# Goal of the exercise
Go through the material and tally the lines containing the string "future". Give the total alone.

# Exercise inputs
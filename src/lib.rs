//! A personal finance dashboard backend.
//!
//! Users record income and expenses, set a monthly budget and get a summary of
//! where they stand for the month. Every submitted transaction is validated on
//! the server and rapid repeat submissions are suppressed.
//!
//! This library provides a REST API that responds with JSON. User identity is
//! established by an upstream identity provider, see [identity].

#![warn(missing_docs)]

use std::{net::SocketAddr, time::Duration};

use axum::{
    http::StatusCode,
    response::{IntoResponse, Response},
};
use axum_server::Handle;
use tokio::signal;

mod action_response;
mod app_state;
pub mod category;
mod dashboard;
mod database_id;
mod db;
pub mod duplicate;
pub mod endpoints;
pub mod identity;
mod logging;
mod routing;
mod settings;
mod timezone;
mod transaction;
mod user;
pub mod validation;

pub use action_response::ActionResponse;
pub use app_state::AppState;
pub use db::initialize as initialize_db;
pub use logging::{LOG_BODY_LENGTH_LIMIT, logging_middleware};
pub use routing::build_router;
pub use timezone::get_local_offset;
pub use user::{User, UserId};

use crate::validation::ValidationError;

/// An async task that waits for either the ctrl+c or terminate signal, whichever comes first, and
/// then signals the server to shut down gracefully.
///
/// `handle` is a handle to an Axum `Server`.
pub async fn graceful_shutdown(handle: Handle<SocketAddr>) {
    let ctrl_c = async {
        if let Err(error) = signal::ctrl_c().await {
            tracing::error!("failed to listen for Ctrl+C: {error}");
            std::future::pending::<()>().await;
        }
    };

    #[cfg(unix)]
    let terminate = async {
        match signal::unix::signal(signal::unix::SignalKind::terminate()) {
            Ok(mut terminate) => {
                terminate.recv().await;
            }
            Err(error) => {
                tracing::error!("failed to install terminate signal handler: {error}");
                std::future::pending::<()>().await;
            }
        }
    };

    #[cfg(not(unix))]
    let terminate = std::future::pending::<()>();

    tokio::select! {
        _ = ctrl_c => {
            tracing::debug!("Received ctrl+c signal.");
            handle.graceful_shutdown(Some(Duration::from_secs(1)));
        },
        _ = terminate => {
            tracing::debug!("Received terminate signal.");
            handle.graceful_shutdown(Some(Duration::from_secs(1)));
        },
    }
}

/// The errors that may occur in the application.
#[derive(Debug, thiserror::Error, PartialEq)]
pub enum Error {
    /// The submitted data broke one of the validation rules.
    #[error(transparent)]
    Validation(#[from] ValidationError),

    /// An identical transaction was accepted moments ago.
    ///
    /// This is not a validation failure: the data is fine, it has just
    /// already been saved. See [duplicate::DuplicateGuard].
    #[error("Transação duplicada: aguarde alguns segundos antes de enviar novamente")]
    DuplicateTransaction,

    /// The request did not carry the identity of a signed in user.
    #[error("Usuário não autenticado")]
    Unauthenticated,

    /// The requested resource was not found.
    ///
    /// Internally, this error may occur when a query returns no rows.
    #[error("the requested resource could not be found")]
    NotFound,

    /// Tried to update a transaction that does not exist or belongs to someone else.
    #[error("tried to update a transaction that is not in the database")]
    UpdateMissingTransaction,

    /// Tried to delete a transaction that does not exist or belongs to someone else.
    #[error("tried to delete a transaction that is not in the database")]
    DeleteMissingTransaction,

    /// An error occurred while getting the local timezone from a canonical timezone string.
    #[error("invalid timezone {0}")]
    InvalidTimezoneError(String),

    /// The body of a request or response could not be read.
    #[error("could not read the message body")]
    BodyReadError,

    /// Could not acquire the database lock
    #[error("could not acquire the database lock")]
    DatabaseLockError,

    /// An unhandled/unexpected SQL error.
    #[error("an unexpected SQL error occurred: {0}")]
    SqlError(rusqlite::Error),
}

impl From<rusqlite::Error> for Error {
    fn from(value: rusqlite::Error) -> Self {
        match value {
            rusqlite::Error::QueryReturnedNoRows => Error::NotFound,
            error => {
                tracing::error!("an unhandled SQL error occurred: {}", error);
                Error::SqlError(error)
            }
        }
    }
}

impl IntoResponse for Error {
    fn into_response(self) -> Response {
        let (status, message) = match self {
            Error::Validation(error) => (StatusCode::BAD_REQUEST, error.to_string()),
            Error::DuplicateTransaction => (
                StatusCode::CONFLICT,
                Error::DuplicateTransaction.to_string(),
            ),
            Error::Unauthenticated => (
                StatusCode::UNAUTHORIZED,
                Error::Unauthenticated.to_string(),
            ),
            Error::NotFound => (
                StatusCode::NOT_FOUND,
                "O recurso solicitado não foi encontrado".to_owned(),
            ),
            Error::UpdateMissingTransaction => (
                StatusCode::NOT_FOUND,
                "Não foi possível atualizar: transação não encontrada".to_owned(),
            ),
            Error::DeleteMissingTransaction => (
                StatusCode::NOT_FOUND,
                "Não foi possível excluir: transação não encontrada. \
                Atualize a página para ver se ela já foi excluída."
                    .to_owned(),
            ),
            Error::InvalidTimezoneError(timezone) => (
                StatusCode::INTERNAL_SERVER_ERROR,
                format!(
                    "Fuso horário \"{timezone}\" inválido. \
                    Verifique se o servidor usa um nome de fuso horário canônico."
                ),
            ),
            // Any errors that are not handled above are not intended to be shown to the client.
            error => {
                tracing::error!("An unexpected error occurred: {}", error);
                (
                    StatusCode::INTERNAL_SERVER_ERROR,
                    "Ocorreu um erro inesperado. Tente novamente mais tarde.".to_owned(),
                )
            }
        };

        (status, ActionResponse::error(message)).into_response()
    }
}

# Your response
3